In July 1931 Chrysler announced a new Plymouth model for 1932 the PA which apart from dimensions like the 109″ wheel base and 196 cui 4 cylinder motor size shared little with the Model U which it replaced.
Despite being Chryslers budget brand the PA model featured a flying lady sculpture adorning the radiator, the item was designed by Herbert V. Henderson and manufactured exclusively for Plymouth by the Jarvis Company in Grand Rapids, Michigan.
One significant difference between the Model U and PA was the “Floating Power” mountings for the latter which were developed by Owen Skelton to minimise the inherent vibrations caused by a 4 cylinder motor. Owen found that by using rubber and affixing the mountings along the motors center of gravity axis which slopes from front to rear he could significantly improve the comfort for occupants of a vehicle.
Within months of being patented Floating Power was adopted by all Plymouth and Chrysler models and would remain a feature of MOPAR vehicles over the next 28 years.
Production of the PA came to an end in July 1932 with 106,896 examples including a variety of 2 and 4 seat body styles.

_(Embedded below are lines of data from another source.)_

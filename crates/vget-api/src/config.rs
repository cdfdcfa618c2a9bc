//! API configuration.

use std::time::Duration;

/// API server configuration.
#[derive(Debug, Clone)]
pub struct ApiConfig {
    /// Server host
    pub host: String,
    /// Server port
    pub port: u16,
    /// CORS origins
    pub cors_origins: Vec<String>,
    /// Request timeout
    pub request_timeout: Duration,
    /// Max request body size
    pub max_body_size: usize,
    /// Environment (development/production)
    pub environment: String,
    /// Sweep interval for caches, rate-limit buckets and expired jobs
    pub sweep_interval: Duration,
}

impl Default for ApiConfig {
    fn default() -> Self {
        Self {
            host: "0.0.0.0".to_string(),
            port: 8000,
            cors_origins: vec!["*".to_string()],
            request_timeout: Duration::from_secs(30),
            max_body_size: 64 * 1024,
            environment: "development".to_string(),
            sweep_interval: Duration::from_secs(60),
        }
    }
}

impl ApiConfig {
    /// Create config from environment variables.
    pub fn from_env() -> Self {
        let defaults = Self::default();
        Self {
            host: std::env::var("API_HOST").unwrap_or(defaults.host),
            port: std::env::var("API_PORT")
                .ok()
                .and_then(|s| s.parse().ok())
                .unwrap_or(defaults.port),
            cors_origins: std::env::var("CORS_ORIGINS")
                .map(|s| s.split(',').map(|s| s.trim().to_string()).collect())
                .unwrap_or(defaults.cors_origins),
            request_timeout: Duration::from_secs(
                std::env::var("REQUEST_TIMEOUT")
                    .ok()
                    .and_then(|s| s.parse().ok())
                    .unwrap_or(30),
            ),
            max_body_size: std::env::var("MAX_BODY_SIZE")
                .ok()
                .and_then(|s| s.parse().ok())
                .unwrap_or(defaults.max_body_size),
            environment: std::env::var("ENVIRONMENT").unwrap_or(defaults.environment),
            sweep_interval: Duration::from_secs(
                std::env::var("SWEEP_INTERVAL_SECS")
                    .ok()
                    .and_then(|s| s.parse().ok())
                    .unwrap_or(60),
            ),
        }
    }

    /// Check if running in production mode.
    pub fn is_production(&self) -> bool {
        self.environment.to_lowercase() == "production"
    }
}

Floating Power and a commitment by former Ford employee, now head of the Plymouth brand Fred L. Rockelman to give his customers more car for their money helped Plymouth reach No:3 in the sales charts replacing Buick in 1931, a position it would only relinquish in 1954 when Buick recaptured 3rd spot.
My thanks to Geoffrey Horton for sharing these photographs, of a 1931 rumble seat “sport” roadster,which he took in a California car park in 2012.
Thanks for joining me on this “Floating Power” edition of “Gettin’ a li’l psycho on tyres” I hope you will join me again tomorrow for another edition of Ferrari Friday. Don’t forget to come back now !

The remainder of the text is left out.